== ACTIVITY ==
Up to and including the line with "repeated disk reads", restate the records below word for word, beginning with their first line.

(Dataset entries)
◇ ◇ ◇ ◇
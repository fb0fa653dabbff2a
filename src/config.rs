//! Vignette configuration: rates, geometry, session labels and UI messages.
//!
//! Every field has a default, so a JSON file only needs to carry the values
//! it overrides. Files are cached by path after the first successful load.

use crate::constants::*;
use crate::error::{LabError, LabResult};
use glam::DVec3;
use once_cell::sync::Lazy;
use serde::{Deserialize, Serialize};
use std::collections::HashMap;
use std::fs;
use std::path::{Path, PathBuf};
use std::sync::Mutex;

/// Cache for configuration files to avoid repeated disk reads
static CONFIG_CACHE: Lazy<Mutex<HashMap<PathBuf, VignetteConfig>>> =
    Lazy::new(|| Mutex::new(HashMap::new()));

/// Labels sent to the session recorder when a run starts
#[derive(Clone, Debug, PartialEq, Serialize, Deserialize)]
#[serde(default)]
pub struct SessionConfig {
    pub user_id: u64,
    pub run_name: String,
    pub run_description: String,
    pub modality: String,
}

impl Default for SessionConfig {
    fn default() -> Self {
        Self {
            user_id: 0,
            run_name: RUN_NAME.to_string(),
            run_description: RUN_DESCRIPTION.to_string(),
            modality: RUN_MODALITY.to_string(),
        }
    }
}

/// Text shown on the message board after each interaction
#[derive(Clone, Debug, PartialEq, Serialize, Deserialize)]
#[serde(default)]
pub struct InteractionMessages {
    pub solid_taken: String,
    pub already_holding: String,
    pub solid_placed: String,
    pub nothing_to_place: String,
    pub container_busy: String,
    pub heat_on: String,
    pub heat_off: String,
    pub no_action: String,
}

impl Default for InteractionMessages {
    fn default() -> Self {
        Self {
            solid_taken: "You picked up an ice cube.".to_string(),
            already_holding: "You are already holding an ice cube.".to_string(),
            solid_placed: "You placed the ice in the pot.".to_string(),
            nothing_to_place: "You are not holding anything to place.".to_string(),
            container_busy: "The pot is already in use.".to_string(),
            heat_on: "The stove is on.".to_string(),
            heat_off: "The stove is off.".to_string(),
            no_action: "Nothing happens with this object.".to_string(),
        }
    }
}

#[derive(Clone, Debug, PartialEq, Serialize, Deserialize)]
#[serde(default)]
pub struct VignetteConfig {
    pub heat_rate_c_per_s: f64,
    pub melt_rate_per_s: f64,
    pub rise_rate_per_s: f64,
    pub max_temperature_c: f64,
    pub initial_solid_scale: f64,
    pub melt_threshold_scale: f64,
    pub liquid_seed_height: f64,
    pub liquid_rest_scale: DVec3,
    pub liquid_rest_position: DVec3,
    pub position_rise_factor: f64,
    pub shutdown_delay_s: f64,
    pub session: SessionConfig,
    pub messages: InteractionMessages,
}

impl Default for VignetteConfig {
    fn default() -> Self {
        Self {
            heat_rate_c_per_s: HEAT_RATE_C_PER_S,
            melt_rate_per_s: MELT_RATE_PER_S,
            rise_rate_per_s: RISE_RATE_PER_S,
            max_temperature_c: MAX_TEMPERATURE_C,
            initial_solid_scale: INITIAL_SOLID_SCALE,
            melt_threshold_scale: MELT_THRESHOLD_SCALE,
            liquid_seed_height: LIQUID_SEED_HEIGHT,
            liquid_rest_scale: DVec3::from_array(LIQUID_REST_SCALE),
            liquid_rest_position: DVec3::from_array(LIQUID_REST_POSITION),
            position_rise_factor: POSITION_RISE_FACTOR,
            shutdown_delay_s: SHUTDOWN_DELAY_S,
            session: SessionConfig::default(),
            messages: InteractionMessages::default(),
        }
    }
}

impl VignetteConfig {
    /// Parse and validate a configuration from a JSON string
    pub fn from_json_str(json_str: &str) -> LabResult<Self> {
        let config: VignetteConfig = serde_json::from_str(json_str)?;
        config.validate()?;
        Ok(config)
    }

    /// Load a configuration file, using the cache if it was loaded before
    pub fn load<P: AsRef<Path>>(file_path: P) -> LabResult<Self> {
        let path_buf = file_path.as_ref().to_path_buf();

        if let Ok(cache) = CONFIG_CACHE.lock() {
            if let Some(config) = cache.get(&path_buf) {
                return Ok(config.clone());
            }
        }

        let json_str = fs::read_to_string(&path_buf)?;
        let config = Self::from_json_str(&json_str)?;

        if let Ok(mut cache) = CONFIG_CACHE.lock() {
            cache.insert(path_buf, config.clone());
        }

        Ok(config)
    }

    /// Drop every cached file so the next `load` reads from disk again
    pub fn clear_cache() {
        if let Ok(mut cache) = CONFIG_CACHE.lock() {
            cache.clear();
        }
    }

    pub fn validate(&self) -> LabResult<()> {
        let non_negative = [
            ("heat_rate_c_per_s", self.heat_rate_c_per_s),
            ("melt_rate_per_s", self.melt_rate_per_s),
            ("rise_rate_per_s", self.rise_rate_per_s),
            ("liquid_seed_height", self.liquid_seed_height),
            ("position_rise_factor", self.position_rise_factor),
            ("shutdown_delay_s", self.shutdown_delay_s),
            ("melt_threshold_scale", self.melt_threshold_scale),
        ];
        for (field, value) in non_negative {
            if !value.is_finite() || value < 0.0 {
                return Err(LabError::InvalidConfig {
                    field,
                    reason: format!("must be a finite non-negative number, got {value}"),
                });
            }
        }

        if !(self.max_temperature_c > 0.0) {
            return Err(LabError::InvalidConfig {
                field: "max_temperature_c",
                reason: format!("must be positive, got {}", self.max_temperature_c),
            });
        }

        if self.melt_threshold_scale >= self.initial_solid_scale {
            return Err(LabError::InvalidConfig {
                field: "melt_threshold_scale",
                reason: format!(
                    "must be below initial_solid_scale ({}), got {}",
                    self.initial_solid_scale, self.melt_threshold_scale
                ),
            });
        }

        if self.liquid_seed_height > self.liquid_rest_scale.y {
            return Err(LabError::InvalidConfig {
                field: "liquid_seed_height",
                reason: format!(
                    "must not exceed the liquid rest height ({})",
                    self.liquid_rest_scale.y
                ),
            });
        }

        Ok(())
    }
}
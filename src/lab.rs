//! The assembled scene: controller, dispatcher and the objects the player
//! can point at.

use crate::interaction::{Interactable, InteractableKind, InteractionDispatcher, InteractionOutcome};
use crate::phase_transition::PhaseTransitionController;
use tracing::warn;

pub const FREEZER: &str = "freezer";
pub const CONTAINER: &str = "pot";
pub const HEAT_SWITCH: &str = "stove switch";

pub struct Lab {
    pub controller: PhaseTransitionController,
    pub dispatcher: InteractionDispatcher,
    pub objects: Vec<Interactable>,
}

impl Lab {
    /// A lab with the standard freezer, pot and stove switch
    pub fn new(controller: PhaseTransitionController, dispatcher: InteractionDispatcher) -> Self {
        let objects = vec![
            Interactable::new(FREEZER, InteractableKind::Freezer)
                .with_explanation("The freezer keeps water below 0 °C, so it stays solid."),
            Interactable::new(CONTAINER, InteractableKind::Container)
                .with_explanation("Heat flows from the stove through the pot into the ice."),
            Interactable::new(HEAT_SWITCH, InteractableKind::HeatSwitch)
                .with_explanation("Switches the stove on and off."),
        ];
        Self::with_objects(controller, dispatcher, objects)
    }

    pub fn with_objects(
        controller: PhaseTransitionController,
        dispatcher: InteractionDispatcher,
        objects: Vec<Interactable>,
    ) -> Self {
        Self {
            controller,
            dispatcher,
            objects,
        }
    }

    pub fn object(&self, name: &str) -> Option<&Interactable> {
        self.objects.iter().find(|o| o.name == name)
    }

    /// Activate the named object. `None` if no such object is in the scene.
    pub fn interact(&mut self, name: &str) -> Option<InteractionOutcome> {
        let Some(target) = self.objects.iter().find(|o| o.name == name) else {
            warn!(name, "interaction with unknown object");
            return None;
        };
        Some(self.dispatcher.interact(target, &mut self.controller))
    }

    pub fn hover_enter(&mut self, name: &str) {
        if let Some(target) = self.objects.iter().find(|o| o.name == name) {
            self.dispatcher.hover_enter(target);
        }
    }

    pub fn hover_exit(&mut self, name: &str) {
        if let Some(target) = self.objects.iter().find(|o| o.name == name) {
            self.dispatcher.hover_exit(target);
        }
    }
}
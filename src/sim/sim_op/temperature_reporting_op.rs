/// Temperature reporting operation
/// Reports the pot's thermal state every N% of the frame budget

use crate::phase_state::LabPhase;
use crate::sim::sim_op::{SimOp, SimOpHandle};
use crate::sim::Simulation;
use std::cell::RefCell;
use std::rc::Rc;
use tracing::info;

#[derive(Debug, Clone, PartialEq)]
pub struct TemperatureReport {
    pub frame: u64,
    pub elapsed_s: f64,
    pub temperature_c: f64,
    pub melt_fraction: f64,
    pub liquid_level: f64,
    pub phase: LabPhase,
}

/// Shared view of the reports, readable after the op is boxed into a `Simulation`
pub type ReportLog = Rc<RefCell<Vec<TemperatureReport>>>;

pub struct TemperatureReportingOp {
    pub report_frequency_percent: f64,
    last_reported_frame: Option<u64>,
    reports: ReportLog,
}

impl TemperatureReportingOp {
    pub fn new() -> Self {
        Self::with_frequency(10.0) // Report every 10% of simulation
    }

    pub fn with_frequency(report_frequency_percent: f64) -> Self {
        Self {
            report_frequency_percent,
            last_reported_frame: None,
            reports: ReportLog::default(),
        }
    }

    pub fn handle(report_frequency_percent: f64) -> SimOpHandle {
        SimOpHandle::new(Box::new(Self::with_frequency(report_frequency_percent)))
    }

    pub fn reports(&self) -> ReportLog {
        self.reports.clone()
    }

    fn should_report(&self, sim: &Simulation) -> bool {
        if sim.max_frames == 0 || self.report_frequency_percent <= 0.0 {
            return false;
        }

        let milestone = |frame: u64| {
            let progress_percent = frame as f64 / sim.max_frames as f64 * 100.0;
            (progress_percent / self.report_frequency_percent).floor() as i64
        };

        match self.last_reported_frame {
            None => true,
            Some(last) => milestone(sim.frame) > milestone(last),
        }
    }

    fn take_report(&mut self, sim: &Simulation) {
        let controller = &sim.lab.controller;
        let report = TemperatureReport {
            frame: sim.frame,
            elapsed_s: sim.elapsed_s,
            temperature_c: controller.temperature_c(),
            melt_fraction: controller.melt_fraction(),
            liquid_level: controller.state().liquid_level(),
            phase: controller.phase(),
        };

        info!(
            frame = report.frame,
            elapsed_s = report.elapsed_s,
            temperature_c = report.temperature_c,
            melt_fraction = report.melt_fraction,
            liquid_level = report.liquid_level,
            phase = ?report.phase,
            "thermal state"
        );

        self.last_reported_frame = Some(sim.frame);
        self.reports.borrow_mut().push(report);
    }
}

impl Default for TemperatureReportingOp {
    fn default() -> Self {
        Self::new()
    }
}

impl SimOp for TemperatureReportingOp {
    fn name(&self) -> &str {
        "TemperatureReportingOp"
    }

    fn update_sim(&mut self, sim: &mut Simulation) {
        if self.should_report(sim) {
            self.take_report(sim);
        }
    }

    fn after_sim(&mut self, sim: &mut Simulation) {
        self.take_report(sim);
    }
}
◇ ◇ ◇ ◇
== RESPONSE TO THIS EXERCISE ==
repository fb0fa653dabbff2a
filename src/config.rs
//! Vignette configuration: rates, geometry, session labels and UI messages.
//!
//! Every field has a default, so a JSON file only needs to carry the values
//! it overrides. Files are cached by path after the first successful load.

use crate::constants::*;
use crate::error::{LabError, LabResult};
use glam::DVec3;
use once_cell::sync::Lazy;
use serde::{Deserialize, Serialize};
use std::collections::HashMap;
use std::fs;
use std::path::{Path, PathBuf};
use std::sync::Mutex;

/// Cache for configuration files to avoid repeated disk reads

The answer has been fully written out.